- Task to carry out:
Retype the listing exactly, so that the copy matches it line for line.

- Input data:

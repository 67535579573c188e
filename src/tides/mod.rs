pub mod binary_love;
pub mod dissipative;
mod masses;

pub use binary_love::{
    BinaryLoveMode, EosScatter, component_lambdas, convert_lambda_s_to_lambda_a, eos_scatter,
    lambda_a_fit, lambda_a_fit_batch, lambda_a_marginalized, lambda_a_marginalized_batch,
    lambda_s_lambda_a,
};
pub use dissipative::{dissipative_phase, dissipative_phase_into, phase_factor};
pub use masses::MassPair;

- Task result:
repository 67535579573c188e
filename src/tides/mod.rs
pub mod binary_love;
pub mod dissipative;
mod masses;

pub use binary_love::{
    BinaryLoveMode, EosScatter, component_lambdas, convert_lambda_s_to_lambda_a, eos_scatter,
    lambda_a_fit, lambda_a_fit_batch, lambda_a_marginalized, lambda_a_marginalized_batch,
    lambda_s_lambda_a,
};
pub use dissipative::{dissipative_phase, dissipative_phase_into, phase_factor};
pub use masses::MassPair;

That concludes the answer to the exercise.